**Aim of the task:** Repeat the records. Keep every word and mark exactly as it is.

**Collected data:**

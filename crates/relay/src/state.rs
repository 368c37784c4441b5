//! Application state shared across handlers.

use std::sync::Arc;

use crate::db::SubscriberDirectory;
use crate::services::{AbandonedCartService, MarketingPlatform, UserService};

/// Application state shared across all handlers.
///
/// This struct is cheaply cloneable via `Arc` and gives handlers the intake
/// services plus the raw platform port for health checks.
#[derive(Clone)]
pub struct AppState {
    inner: Arc<AppStateInner>,
}

struct AppStateInner {
    marketing: Arc<dyn MarketingPlatform>,
    users: UserService,
    carts: AbandonedCartService,
}

impl AppState {
    /// Create a new application state.
    ///
    /// # Arguments
    ///
    /// * `directory` - Local user store
    /// * `marketing` - Marketing platform the intake services relay to
    #[must_use]
    pub fn new(
        directory: Arc<dyn SubscriberDirectory>,
        marketing: Arc<dyn MarketingPlatform>,
    ) -> Self {
        let users = UserService::new(directory, marketing.clone());
        let carts = AbandonedCartService::new(marketing.clone());

        Self {
            inner: Arc::new(AppStateInner {
                marketing,
                users,
                carts,
            }),
        }
    }

    /// Get a reference to the marketing platform port.
    #[must_use]
    pub fn marketing(&self) -> &dyn MarketingPlatform {
        self.inner.marketing.as_ref()
    }

    /// Get a reference to the user intake service.
    #[must_use]
    pub fn users(&self) -> &UserService {
        &self.inner.users
    }

    /// Get a reference to the abandoned-cart intake service.
    #[must_use]
    pub fn carts(&self) -> &AbandonedCartService {
        &self.inner.carts
    }
}

impl std::fmt::Debug for AppState {
    fn fmt(&self, f: &mut std::fmt::Formatter<'_>) -> std::fmt::Result {
        f.debug_struct("AppState").finish_non_exhaustive()
    }
}
//! Abandoned-cart intake.

use std::sync::Arc;

use cartsync_core::{CartMergeFields, Email, MergeFields, TagSet};
use tracing::instrument;

use super::mailchimp::RemoteSubscriber;
use super::marketing::MarketingPlatform;
use crate::error::{AppError, Result};
use crate::models::AbandonedCart;

/// Relays abandoned carts onto the marketing list.
#[derive(Clone)]
pub struct AbandonedCartService {
    marketing: Arc<dyn MarketingPlatform>,
}

impl AbandonedCartService {
    #[must_use]
    pub fn new(marketing: Arc<dyn MarketingPlatform>) -> Self {
        Self { marketing }
    }

    /// Write the cart's merge fields and tags onto the member for its email.
    ///
    /// Tags already on the member are kept; the event's tags (or the
    /// default cart tag) are added. The member must already exist.
    ///
    /// # Errors
    ///
    /// Returns `AppError::Validation` for a missing or malformed email, and
    /// `AppError::Marketing` for any platform failure, including an unknown
    /// member.
    #[instrument(skip(self, cart), fields(cart_id = %cart.cart_id))]
    pub async fn record(&self, cart: &AbandonedCart) -> Result<RemoteSubscriber> {
        let email = Email::parse(cart.email.as_deref().unwrap_or_default())
            .map_err(|e| AppError::Validation(e.to_string()))?;

        let existing = self.marketing.get_tags(&email).await?;

        let merge_fields: MergeFields = CartMergeFields::new(
            &cart.customer_name,
            &cart.cart_id,
            &cart.cart_items,
            cart.total_price,
            &cart.abandonment_timestamp,
            &cart.return_url,
        )
        .into();
        let tags = existing.union(&cart.event_tags().into_iter().collect::<TagSet>());

        let member = self
            .marketing
            .update_subscriber(&email, &merge_fields, &tags)
            .await?;
        tracing::info!(email = %email, "Abandoned cart recorded");

        match self.marketing.get_tags(&email).await {
            Ok(current) => tracing::info!(tags = ?current, "Member tags after cart update"),
            Err(e) => tracing::warn!(error = %e, "Could not re-fetch member tags"),
        }

        Ok(member)
    }
}

impl std::fmt::Debug for AbandonedCartService {
    fn fmt(&self, f: &mut std::fmt::Formatter<'_>) -> std::fmt::Result {
        f.debug_struct("AbandonedCartService").finish_non_exhaustive()
    }
}
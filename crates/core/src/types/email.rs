//! Email address type.

use core::fmt;
use std::sync::LazyLock;

use regex::Regex;
use serde::{Deserialize, Serialize};

/// Basic shape check shared by every intake point: `local@domain.tld`,
/// no whitespace and no extra `@` in any segment.
static EMAIL_PATTERN: LazyLock<Regex> = LazyLock::new(|| {
    #[allow(clippy::unwrap_used)] // Literal pattern, covered by tests
    Regex::new(r"^[^\s@]+@[^\s@]+\.[^\s@]+$").unwrap()
});

/// Errors that can occur when parsing an [`Email`].
#[derive(thiserror::Error, Debug, Clone, PartialEq, Eq)]
pub enum EmailError {
    /// The input string is empty.
    #[error("Email is required")]
    Empty,
    /// The input does not look like `local@domain.tld`.
    #[error("Invalid email format")]
    InvalidFormat,
}

/// An email address.
///
/// Casing is preserved as supplied. Comparisons against the marketing
/// platform go through [`SubscriberHash`](crate::SubscriberHash), which
/// lower-cases first.
///
/// ## Examples
///
/// ```
/// use cartsync_core::Email;
///
/// assert!(Email::parse("jane@example.com").is_ok());
/// assert!(Email::parse("Jane.Doe+cart@shop.co.uk").is_ok());
///
/// assert!(Email::parse("").is_err());
/// assert!(Email::parse("jane@localhost").is_err());
/// assert!(Email::parse("jane doe@example.com").is_err());
/// ```
#[derive(Debug, Clone, Serialize, Deserialize, PartialEq, Eq, Hash)]
#[serde(try_from = "String", into = "String")]
pub struct Email(String);

impl Email {
    /// Parse an `Email` from a string.
    ///
    /// # Errors
    ///
    /// Returns [`EmailError::Empty`] for an empty input and
    /// [`EmailError::InvalidFormat`] when the pattern does not match.
    pub fn parse(s: &str) -> Result<Self, EmailError> {
        if s.is_empty() {
            return Err(EmailError::Empty);
        }

        if !EMAIL_PATTERN.is_match(s) {
            return Err(EmailError::InvalidFormat);
        }

        Ok(Self(s.to_owned()))
    }

    /// Returns the email address as a string slice.
    #[must_use]
    pub fn as_str(&self) -> &str {
        &self.0
    }

    /// Consumes the `Email` and returns its inner string.
    #[must_use]
    pub fn into_inner(self) -> String {
        self.0
    }
}

impl fmt::Display for Email {
    fn fmt(&self, f: &mut fmt::Formatter<'_>) -> fmt::Result {
        write!(f, "{}", self.0)
    }
}

impl std::str::FromStr for Email {
    type Err = EmailError;

    fn from_str(s: &str) -> Result<Self, Self::Err> {
        Self::parse(s)
    }
}

impl TryFrom<String> for Email {
    type Error = EmailError;

    fn try_from(value: String) -> Result<Self, Self::Error> {
        Self::parse(&value)
    }
}

impl From<Email> for String {
    fn from(email: Email) -> Self {
        email.0
    }
}

impl AsRef<str> for Email {
    fn as_ref(&self) -> &str {
        &self.0
    }
}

**Answer to the problem:**
filename crates/relay/src/state.rs
repository 368c37784c4441b5
//! Application state shared across handlers.

use std::sync::Arc;

use crate::db::SubscriberDirectory;
use crate::services::{AbandonedCartService, MarketingPlatform, UserService};

/// Application state shared across all handlers.
///
/// This struct is cheaply cloneable via `Arc` and gives handlers the intake
/// services plus the raw platform port for health checks.
#[derive(Clone)]
pub struct AppState {
    inner: Arc<AppStateInner>,
}

struct AppStateInner {
    marketing: Arc<dyn MarketingPlatform>,
    users: UserService,
    carts: AbandonedCartService,
}

impl AppState {
    /// Create a new application state.
    ///
    /// # Arguments
    ///
    /// * `directory` - Local user store
    /// * `marketing` - Marketing platform the intake services relay to
    #[must_use]
    pub fn new(
        directory: Arc<dyn SubscriberDirectory>,
        marketing: Arc<dyn MarketingPlatform>,
    ) -> Self {
        let users = UserService::new(directory, marketing.clone());
        let carts = AbandonedCartService::new(marketing.clone());

        Self {
            inner: Arc::new(AppStateInner {
                marketing,
                users,
                carts,
            }),
        }
    }

    /// Get a reference to the marketing platform port.
    #[must_use]
    pub fn marketing(&self) -> &dyn MarketingPlatform {
        self.inner.marketing.as_ref()
    }

    /// Get a reference to the user intake service.
    #[must_use]
    pub fn users(&self) -> &UserService {
        &self.inner.users
    }

    /// Get a reference to the abandoned-cart intake service.
    #[must_use]
    pub fn carts(&self) -> &AbandonedCartService {
        &self.inner.carts
    }
}

impl std::fmt::Debug for AppState {
    fn fmt(&self, f: &mut std::fmt::Formatter<'_>) -> std::fmt::Result {
        f.debug_struct("AppState").finish_non_exhaustive()
    }
}
//! Abandoned-cart intake.

use std::sync::Arc;

use cartsync_core::{CartMergeFields, Email, MergeFields, TagSet};
use tracing::instrument;

use super::mailchimp::RemoteSubscriber;
use super::marketing::MarketingPlatform;
use crate::error::{AppError, Result};
use crate::models::AbandonedCart;

/// Relays abandoned carts onto the marketing list.
#[derive(Clone)]
pub struct AbandonedCartService {
    marketing: Arc<dyn MarketingPlatform>,
}

impl AbandonedCartService {
    #[must_use]
    pub fn new(marketing: Arc<dyn MarketingPlatform>) -> Self {
        Self { marketing }
    }

    /// Write the cart's merge fields and tags onto the member for its email.
    ///
    /// Tags already on the member are kept; the event's tags (or the
    /// default cart tag) are added. The member must already exist.
    ///
    /// # Errors
    ///
    /// Returns `AppError::Validation` for a missing or malformed email, and
    /// `AppError::Marketing` for any platform failure, including an unknown
    /// member.
    #[instrument(skip(self, cart), fields(cart_id = %cart.cart_id))]
    pub async fn record(&self, cart: &AbandonedCart) -> Result<RemoteSubscriber> {
        let email = Email::parse(cart.email.as_deref().unwrap_or_default())
            .map_err(|e| AppError::Validation(e.to_string()))?;

        let existing = self.marketing.get_tags(&email).await?;

        let merge_fields: MergeFields = CartMergeFields::new(
            &cart.customer_name,
            &cart.cart_id,
            &cart.cart_items,
            cart.total_price,
            &cart.abandonment_timestamp,
            &cart.return_url,
        )
        .into();
        let tags = existing.union(&cart.event_tags().into_iter().collect::<TagSet>());

        let member = self
            .marketing
            .update_subscriber(&email, &merge_fields, &tags)
            .await?;
        tracing::info!(email = %email, "Abandoned cart recorded");

        match self.marketing.get_tags(&email).await {
            Ok(current) => tracing::info!(tags = ?current, "Member tags after cart update"),
            Err(e) => tracing::warn!(error = %e, "Could not re-fetch member tags"),
        }

        Ok(member)
    }
}

impl std::fmt::Debug for AbandonedCartService {
    fn fmt(&self, f: &mut std::fmt::Formatter<'_>) -> std::fmt::Result {
        f.debug_struct("AbandonedCartService").finish_non_exhaustive()
    }
}
filename crates/core/src/types/email.rs
//! Email address type.

use core::fmt;
use std::sync::LazyLock;

use regex::Regex;
use serde::{Deserialize, Serialize};

/// Basic shape check shared by every intake point: `local@domain.tld`,
/// no whitespace and no extra `@` in any segment.
static EMAIL_PATTERN: LazyLock<Regex> = LazyLock::new(|| {
    #[allow(clippy::unwrap_used)] // Literal pattern, covered by tests
    Regex::new(r"^[^\s@]+@[^\s@]+\.[^\s@]+$").unwrap()
});

/// Errors that can occur when parsing an [`Email`].
#[derive(thiserror::Error, Debug, Clone, PartialEq, Eq)]
pub enum EmailError {
    /// The input string is empty.
    #[error("Email is required")]
    Empty,
    /// The input does not look like `local@domain.tld`.
    #[error("Invalid email format")]
    InvalidFormat,
}

/// An email address.
///
/// Casing is preserved as supplied. Comparisons against the marketing
/// platform go through [`SubscriberHash`](crate::SubscriberHash), which
/// lower-cases first.
///
/// ## Examples
///
/// ```
/// use cartsync_core::Email;
///
/// assert!(Email::parse("jane@example.com").is_ok());
/// assert!(Email::parse("Jane.Doe+cart@shop.co.uk").is_ok());
///
/// assert!(Email::parse("").is_err());
/// assert!(Email::parse("jane@localhost").is_err());
/// assert!(Email::parse("jane doe@example.com").is_err());
/// ```
#[derive(Debug, Clone, Serialize, Deserialize, PartialEq, Eq, Hash)]
#[serde(try_from = "String", into = "String")]
pub struct Email(String);

impl Email {
    /// Parse an `Email` from a string.
    ///
    /// # Errors
    ///
    /// Returns [`EmailError::Empty`] for an empty input and
    /// [`EmailError::InvalidFormat`] when the pattern does not match.
    pub fn parse(s: &str) -> Result<Self, EmailError> {
        if s.is_empty() {
            return Err(EmailError::Empty);
        }

        if !EMAIL_PATTERN.is_match(s) {
            return Err(EmailError::InvalidFormat);
        }

        Ok(Self(s.to_owned()))
    }

    /// Returns the email address as a string slice.
    #[must_use]
    pub fn as_str(&self) -> &str {
        &self.0
    }

    /// Consumes the `Email` and returns its inner string.
    #[must_use]
    pub fn into_inner(self) -> String {
        self.0
    }
}

impl fmt::Display for Email {
    fn fmt(&self, f: &mut fmt::Formatter<'_>) -> fmt::Result {
        write!(f, "{}", self.0)
    }
}

impl std::str::FromStr for Email {
    type Err = EmailError;

    fn from_str(s: &str) -> Result<Self, Self::Err> {
        Self::parse(s)
    }
}

impl TryFrom<String> for Email {
    type Error = EmailError;

    fn try_from(value: String) -> Result<Self, Self::Error> {
        Self::parse(&value)
    }
}

impl From<Email> for String {
    fn from(email: Email) -> Self {
        email.0
    }
}

impl AsRef<str> for Email {
    fn as_ref(&self) -> &str {
        &self.0
    }
}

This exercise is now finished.